What are we to make of the conviction of former Virginia governor Bob McDonnell, an erstwhile presidential aspirant, and his wife Maureen on a bevy of federal corruption charges? The case held plenty of entertainment value for the schadenfreude-prone among us, but was there any broader meaning in it? It’s tempting, after all, to dismiss it as a sui generis story, given the uniqueness of the McDonnells’ predicament (dallying with a vitamin-supplement promoter?) and Virginia’s absurdly lax landscape (the state has virtually no limits on gifts to elected officials.)
But I would argue that there is a larger lesson to be taken from this tale. The McDonnell saga is, to me, just the most glaring recent example of a tendency in American politics and government that has bothered me for some time: our weird, unhealthy inflation of executive elected office at all levels of government.

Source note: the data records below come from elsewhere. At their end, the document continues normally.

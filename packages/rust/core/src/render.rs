//! Markdown rendering for number pages and the corpus index.
//!
//! Output is a pure function of the page, so identical inputs give
//! byte-identical files.

use std::collections::BTreeSet;
use std::fmt::Write as _;

use numsheet_excerpt::{ELLIPSIS, Quote, shorten, split_sentences};
use numsheet_shared::{EntityRef, MAX_NUMBER, SectionKind};

use crate::page::{ArticleRef, Field, NumberPage};

/// Placeholder for data that could not be obtained.
pub const UNAVAILABLE: &str = "_unavailable_";
/// Placeholder for a source that has nothing for this number.
pub const NONE: &str = "_none_";
/// Placeholder for a section without selected quotes.
pub const NO_EXCERPT: &str = "_no excerpt available_";

/// Entity references listed per code table before summarising the rest.
const REF_LIMIT: usize = 10;
/// Longest intro sentence shown.
const INTRO_MAX_CHARS: usize = 140;

/// Path of page `n` relative to the corpus root.
pub fn page_rel_path(n: u16) -> String {
    format!("numbers/{}xx/{n:03}.md", n / 100)
}

/// Link from page `from` to page `to`, relative to `from`'s directory.
pub fn page_href(from: u16, to: u16) -> String {
    if from / 100 == to / 100 {
        format!("{to:03}.md")
    } else {
        format!("../{}xx/{to:03}.md", to / 100)
    }
}

/// Render a full page.
pub fn render_page(page: &NumberPage) -> String {
    let mut out = String::new();
    let n = page.id;

    // Title
    let _ = writeln!(out, "# {n}");
    out.push('\n');

    // Navigation
    for link in &page.navigation {
        let _ = writeln!(
            out,
            "- {}: [{:03}]({})",
            link.kind.label(),
            link.target,
            page_href(n, link.target)
        );
    }
    out.push_str("- index: [index](../../index.md)\n\n");

    render_facts(&mut out, page);
    render_structured(&mut out, page);
    render_codes(&mut out, page);
    render_article(&mut out, page);
    render_references(&mut out, page);
    render_attribution(&mut out, page);

    out
}

fn render_facts(out: &mut String, page: &NumberPage) {
    let f = &page.facts;
    let undefined = || "_undefined_".to_string();
    let flags = f.flags();

    let rows = [
        ("Class", f.class().to_string()),
        ("Factorization", f.factorization()),
        ("Divisor count", f.divisor_count.map_or_else(undefined, |v| v.to_string())),
        ("Divisor sum", f.divisor_sum.map_or_else(undefined, |v| v.to_string())),
        (
            "Proper divisor sum",
            f.proper_divisor_sum.map_or_else(undefined, |v| v.to_string()),
        ),
        (
            "Abundance",
            f.abundance.map_or_else(undefined, |a| a.label().to_string()),
        ),
        ("Euler's totient", f.totient.map_or_else(undefined, |v| v.to_string())),
        ("Digit sum", f.digit_sum.to_string()),
        ("Parity", if f.is_even { "even" } else { "odd" }.to_string()),
        (
            "Special forms",
            if flags.is_empty() {
                NONE.to_string()
            } else {
                flags.join(", ")
            },
        ),
        ("Binary", format!("`{}`", f.binary)),
        ("Octal", format!("`{}`", f.octal)),
        ("Hexadecimal", format!("`{}`", f.hexadecimal)),
        ("Roman numeral", f.roman.clone().unwrap_or_else(undefined)),
        ("In words", f.english.clone()),
    ];

    out.push_str("## Facts\n\n| Property | Value |\n| --- | --- |\n");
    for (name, value) in rows {
        let _ = writeln!(out, "| {name} | {value} |");
    }
    out.push('\n');
}

fn render_structured(out: &mut String, page: &NumberPage) {
    out.push_str("## Wikidata\n\n");
    match &page.structured {
        Field::Value(item) => {
            let _ = write!(out, "- Item: [{}]({})", item.qid, item.url());
            if let Some(desc) = &item.description {
                let _ = write!(out, ": {}", escape(desc));
            }
            out.push('\n');
        }
        Field::Absent => {
            let _ = writeln!(out, "- Item: {NONE}");
        }
        Field::Unavailable => {
            let _ = writeln!(out, "- Item: {UNAVAILABLE}");
        }
    }
    out.push('\n');
}

fn render_codes(out: &mut String, page: &NumberPage) {
    out.push_str("## Codes\n\n");
    for (title, field) in [
        ("ISO 3166-1 numeric", &page.iso3166),
        ("International calling code", &page.calling_codes),
    ] {
        let _ = writeln!(out, "### {title}\n");
        match field {
            Field::Value(refs) => render_refs(out, refs),
            Field::Absent => {
                let _ = writeln!(out, "{NONE}");
            }
            Field::Unavailable => {
                let _ = writeln!(out, "{UNAVAILABLE}");
            }
        }
        out.push('\n');
    }
}

fn render_refs(out: &mut String, refs: &[EntityRef]) {
    for r in refs.iter().take(REF_LIMIT) {
        let _ = writeln!(out, "- [{}]({})", escape(&r.label), r.url());
    }
    if refs.len() > REF_LIMIT {
        let _ = writeln!(out, "- and {} more", refs.len() - REF_LIMIT);
    }
}

fn render_article(out: &mut String, page: &NumberPage) {
    out.push_str("## Wikipedia\n\n");
    match &page.article {
        Field::Value(article) => {
            let _ = writeln!(out, "{}\n", intro_line(article));
        }
        Field::Absent => {
            let _ = writeln!(out, "{NONE}\n");
        }
        Field::Unavailable => {
            let _ = writeln!(out, "{UNAVAILABLE}\n");
        }
    }

    for kind in SectionKind::ALL {
        let _ = writeln!(out, "### {}\n", kind.title());
        match page.excerpts.get(&kind).map(Vec::as_slice) {
            Some(quotes) if !quotes.is_empty() => {
                for q in quotes {
                    let _ = writeln!(out, "> {}\n", escape(&q.text));
                }
            }
            _ => {
                let _ = writeln!(out, "{NO_EXCERPT}\n");
            }
        }
    }
}

/// First sentence of the intro, shortened when long.
fn intro_line(article: &ArticleRef) -> String {
    match split_sentences(&article.intro).into_iter().next() {
        Some(first) => format!("> {}", escape(&shorten(&first, INTRO_MAX_CHARS).0)),
        None => UNAVAILABLE.to_string(),
    }
}

fn render_references(out: &mut String, page: &NumberPage) {
    let n = page.id;
    out.push_str("## References\n\n");
    match &page.article {
        Field::Value(article) => {
            let _ = writeln!(out, "- Wikipedia: [{}]({})", escape(&article.title), article.url);
        }
        _ => {
            let _ = writeln!(out, "- Wikipedia: {UNAVAILABLE}");
        }
    }
    match &page.structured {
        Field::Value(item) => {
            let _ = writeln!(out, "- Wikidata: [{}]({})", item.qid, item.url());
        }
        _ => {
            let _ = writeln!(out, "- Wikidata: {UNAVAILABLE}");
        }
    }
    let _ = writeln!(
        out,
        "- OEIS: [search for {n}](https://oeis.org/search?q={n}&language=english)\n"
    );
}

fn render_attribution(out: &mut String, page: &NumberPage) {
    let shortened = page.excerpts.values().flatten().any(|q: &Quote| q.shortened);

    out.push_str("## Sources and licensing\n\n");
    out.push_str(
        "- Wikipedia text is available under CC BY-SA 4.0. Quotes are short and link back to the article.\n",
    );
    if shortened {
        let _ = writeln!(out, "- Quotes ending in {ELLIPSIS} were shortened.");
    }
    out.push_str("- Wikidata structured data is available under CC0.\n");
    match page.generated_at {
        Some(at) => {
            let _ = writeln!(out, "- Data fetched: {}", at.format("%Y-%m-%d %H:%M:%S UTC"));
        }
        None => {
            let _ = writeln!(out, "- Data fetched: {UNAVAILABLE}");
        }
    }
}

/// Keep external text from forming Markdown links.
fn escape(text: &str) -> String {
    text.replace('[', "\\[").replace(']', "\\]")
}

/// Render `index.md`: one 10×10 grid per hundred. Numbers without a page
/// are shown as plain text.
pub fn render_index(existing: &BTreeSet<u16>) -> String {
    let mut out = String::new();
    out.push_str("# Numbers 0-999\n\n");
    out.push_str(
        "One page per number with arithmetic facts, Wikidata references, and short Wikipedia excerpts.\n\n",
    );

    for h in 0..=MAX_NUMBER / 100 {
        let start = h * 100;
        let _ = writeln!(out, "## {h}xx ({start:03}-{:03})\n", start + 99);
        out.push_str("| 0 | 1 | 2 | 3 | 4 | 5 | 6 | 7 | 8 | 9 |\n");
        out.push_str("| --- | --- | --- | --- | --- | --- | --- | --- | --- | --- |\n");
        for row in 0..10 {
            let cells: Vec<String> = (0..10)
                .map(|col| {
                    let n = start + row * 10 + col;
                    if existing.contains(&n) {
                        format!("[{n:03}]({})", page_rel_path(n))
                    } else {
                        format!("{n:03}")
                    }
                })
                .collect();
            let _ = writeln!(out, "| {} |", cells.join(" | "));
        }
        out.push('\n');
    }
    out
}

#[cfg(test)]
mod tests {
    use std::collections::BTreeMap;

    use numsheet_shared::NumberItem;

    use super::*;
    use crate::facts;
    use crate::page::{CacheView, build};

    fn bare_page(n: u16) -> NumberPage {
        build(n, facts::compute(n), &CacheView::default(), BTreeMap::new())
    }

    #[test]
    fn hrefs_cross_hundreds() {
        assert_eq!(page_rel_path(7), "numbers/0xx/007.md");
        assert_eq!(page_href(42, 43), "043.md");
        assert_eq!(page_href(42, 142), "../1xx/142.md");
        assert_eq!(page_href(100, 99), "../0xx/099.md");
    }

    #[test]
    fn layout_order_is_fixed() {
        let md = render_page(&bare_page(42));
        let order = [
            "# 42",
            "- previous: [041](041.md)",
            "- +100: [142](../1xx/142.md)",
            "## Facts",
            "## Wikidata",
            "## Codes",
            "## Wikipedia",
            "### Properties",
            "### Miscellany",
            "## References",
            "## Sources and licensing",
        ];
        let positions: Vec<usize> = order
            .iter()
            .map(|s| md.find(s).unwrap_or_else(|| panic!("missing {s}")))
            .collect();
        assert!(positions.windows(2).all(|w| w[0] < w[1]));
    }

    #[test]
    fn missing_data_renders_placeholders() {
        let md = render_page(&bare_page(0));
        assert!(md.contains("- Item: _unavailable_"));
        assert!(md.contains(NO_EXCERPT));
        assert!(md.contains("| Divisor count | _undefined_ |"));
        assert!(md.contains("- Data fetched: _unavailable_"));
        assert!(!md.contains("- previous:"));
        assert!(!md.contains("- -100:"));
    }

    #[test]
    fn values_and_quotes_render() {
        let mut page = bare_page(42);
        page.structured = Field::Value(NumberItem {
            qid: "Q713".into(),
            label: None,
            description: Some("natural number".into()),
        });
        page.excerpts.insert(
            SectionKind::Miscellany,
            vec![Quote {
                text: "42 is the [answer]…".into(),
                score: 50.0,
                pinned: true,
                shortened: true,
            }],
        );
        let md = render_page(&page);
        assert!(md.contains("- Item: [Q713](https://www.wikidata.org/wiki/Q713): natural number"));
        assert!(md.contains("> 42 is the \\[answer\\]…"));
        assert!(md.contains("were shortened"));
    }

    #[test]
    fn long_ref_lists_are_summarised() {
        let mut page = bare_page(1);
        let refs = (0..13)
            .map(|i| EntityRef {
                label: format!("Place {i:02}"),
                qid: format!("Q{i}"),
            })
            .collect();
        page.calling_codes = Field::Value(refs);
        let md = render_page(&page);
        assert!(md.contains("- [Place 09](https://www.wikidata.org/wiki/Q9)"));
        assert!(!md.contains("Place 10"));
        assert!(md.contains("- and 3 more"));
    }

    #[test]
    fn index_links_existing_pages_only() {
        let existing = BTreeSet::from([0, 42, 999]);
        let md = render_index(&existing);
        assert!(md.contains("[042](numbers/0xx/042.md)"));
        assert!(md.contains("[999](numbers/9xx/999.md)"));
        assert!(md.contains("| 040 | 041 | [042](numbers/0xx/042.md) |"));
        assert!(md.contains("## 9xx (900-999)"));
    }

    #[test]
    fn rendering_is_deterministic() {
        assert_eq!(render_page(&bare_page(500)), render_page(&bare_page(500)));
    }
}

As the McDonnell revelations unspooled, first in the dogged reporting of the Washington Post’s Roz Helderman and Laura Vozzella and then in the trial itself, it became clear that driving much of the McDonnells’ behavior was their extremely exalted conception of the office of governor.
This conception not only contributed to the McDonnells’ extraordinary sense of entitlement but also fed the pressures that led them to accept the favors of the vitamin-supplement salesman, Jonnie R. Williams Sr. For one thing, Maureen McDonnell felt great anxiety about being sufficiently well turned out for her husband’s 2010 inauguration and, generally, about living up to the expectations for being the First Lady. Think about that for a second: in the 21st century, a woman needed to worry about performing a role called “First Lady” because her husband was the elected head of one of the nation’s 50 state governments. Does this happen elsewhere? Does the wife of the head of Germany’s state of Lower Saxony (whose population is roughly the same as Virginia’s) fret about living up to the role of “Erste Frau?” Is the wife of the premier of British Columbia or Saskatchewan worrying about whether her wardrobe will measure up?
Sure, one could write some of these anxieties off to Maureen McDonnell’s personal insecurities—but not entirely. After all, her husband was taking on a role in which it was deemed appropriate, by traditional protocol, for him to be referred to as “His Excellency.” (Virginia is hardly alone in this—Connecticut, Georgia, Massachusetts, New Hampshire, New York, North Carolina, Pennsylvania, Rhode Island, South Carolina and West Virginia all use this royalist language, a holdover from colonial times.)
The title was hardly the only trapping of office that could’ve led the McDonnells to believe they were monarchs of a sort. They lived in an official mansion, after all, with an executive chef (who, it turned out, was the man who got the scandal rolling when he reported the McDonnells for Williams’ $10,000 check to pay for McDonnell’s daughter’s wedding catering.) The chef, Todd Schneider, recently noted to The Post that he would “often get texts from the first lady about the mansion’s food late at night, sometimes after midnight.” Yes, the wife of the democratically elected governor of one of our 50 states was sending notes to the taxpayer-paid chef at her taxpayer-paid mansion to express her menu preferences. Since when did we become “Downton Abbey”?
This inflation was especially extreme in Virginia, which has an especially grandiose notion of its state government—Thomas Jefferson, Patrick Henry, “the Virginia way,” and all that. But you see the puffery of executive office all around the country, in members of both parties. You see it in Texas governor Rick Perry traveling the country with a veritable platoon of state police troopers at his side. You saw it in the reports of Maryland's attorney general, Democrat Doug Gansler, who got a kick out of having his official state-police driver turn on the siren and drive on the shoulder while on routine business. You see it in virtually every utterance and step taken by New Jersey governor Chris Christie, who bestrides his state like some latter-day King George III (except when he’s being flown by helicopter to his son’s baseball game and then driven by car for the remaining few hundred feet from copter to bleachers.) And you see it at the federal level—not just in all the pomp that has come to surround the presidency (that’s a whole story in its own right) but in the puffery that attends even anonymous Cabinet secretaries. I remember once seeing Ray LaHood, the amiable and utterly anodyne head of the Department of Transportation, being swept into a convoy of tinted-window SUVs, with earpiece-adorned guards, as he was leaving Capitol Hill after testifying on bike paths at a minor committee hearing. Heck, even the acting head of the White Office of Drug Control Policy—a man who, truly, not 10 people in this country could pick out of a lineup—has a security detail.
How did this happen? How did a country that was founded in rebellion against royal overlords become so prone to its own sort of executive self-importance? Part of it has to do with the problem that my editor Frank Foer laid out in an essay in the current issue of this magazine, on the ways in which our federalist system and delegation of powers to countless fragmented municipalities has created thousands of little princes with their own fiefdoms and aggrandizing tendencies. But it may go even deeper than that, to some ancient feudal habits deep within us that allow and even encourage our elected leaders to think they’re lords of their domain. Regardless, it’s time it stopped. No more “His Excellency” for men who, more often than not, are anything but excellent.